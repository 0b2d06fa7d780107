use std::io::Write;
use std::sync::Arc;

use conda_rich_core::{
    Context, DetailValue, DisplayScope, ProgressBar, ProgressBarOptions, ReporterError,
    ReporterRenderer, Spinner,
};

use crate::output::{Sink, console_width, pretty_list};
use crate::progress::{ProgressDisplay, QuietProgressBar, RichProgressBar};
use crate::spinner::{QuietSpinner, RichSpinner};

/// Console reporting for conda, built on `indicatif` and `dialoguer`.
///
/// Each factory checks `context.quiet()` when called and falls back to
/// plain line output while it is set.
pub struct RichReporterRenderer {
    context: Arc<Context>,
    sink: Sink,
}

impl RichReporterRenderer {
    pub fn new(context: Arc<Context>) -> Self {
        Self::with_sink(context, Sink::stdout())
    }

    /// Renderer writing to `sink` instead of stdout.
    pub fn with_sink(context: Arc<Context>, sink: Sink) -> Self {
        Self { context, sink }
    }

    /// Factory registered with the host's plugin registry.
    pub fn boxed(context: Arc<Context>) -> Box<dyn ReporterRenderer> {
        Box::new(Self::new(context))
    }

    pub fn sink(&self) -> &Sink {
        &self.sink
    }
}

/// Two-column table with keys right-aligned to the longest one.
pub fn render_detail_view(data: &[(&str, DetailValue)]) -> Result<String, ReporterError> {
    let longest = data
        .iter()
        .map(|(key, _)| key.chars().count())
        .max()
        .ok_or_else(|| {
            ReporterError::InvalidInput("detail view needs at least one field".to_string())
        })?;

    let mut parts = vec![String::new()];
    parts.extend(
        data.iter()
            .map(|(key, value)| format!(" {key:>longest$} : {value}")),
    );
    parts.push("\n".to_string());
    Ok(parts.join("\n"))
}

impl ReporterRenderer for RichReporterRenderer {
    fn detail_view(&self, data: &[(&str, DetailValue)]) -> Result<String, ReporterError> {
        render_detail_view(data)
    }

    fn envs_list(&self, data: &[&str]) -> Result<String, ReporterError> {
        let mut capture = Sink::capture();
        writeln!(capture, "Environments")?;
        writeln!(capture, "{}", pretty_list(data, console_width()))?;
        Ok(capture.take())
    }

    fn progress_bar(
        &self,
        description: &str,
        options: ProgressBarOptions<'_>,
    ) -> Result<Box<dyn ProgressBar>, ReporterError> {
        if self.context.quiet() {
            tracing::debug!(description, "quiet progress bar");
            Ok(Box::new(QuietProgressBar::new(description, &self.sink)))
        } else {
            tracing::debug!(description, "rich progress bar");
            Ok(Box::new(RichProgressBar::new(description, options)?))
        }
    }

    fn progress_bar_context_manager(&self) -> Box<dyn DisplayScope> {
        Box::new(ProgressDisplay::transient(&self.sink))
    }

    fn spinner(&self, message: &str, fail_message: &str) -> Box<dyn Spinner> {
        if self.context.quiet() {
            tracing::debug!(spinner = message, "quiet spinner");
            Box::new(QuietSpinner::new(message, fail_message, &self.sink))
        } else {
            tracing::debug!(spinner = message, "rich spinner");
            Box::new(RichSpinner::new(message, fail_message, &self.sink))
        }
    }

    fn prompt(
        &self,
        message: &str,
        choices: &[&str],
        default: &str,
    ) -> Result<String, ReporterError> {
        crate::prompt::ask(&self.sink, message, choices, default)
    }
}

* **Exercise prompt**: Look through the records above and please copy every line in which the string "stdout" occurs.

* **Solution for this task**:
        Self::with_sink(context, Sink::stdout())
    /// Renderer writing to `sink` instead of stdout.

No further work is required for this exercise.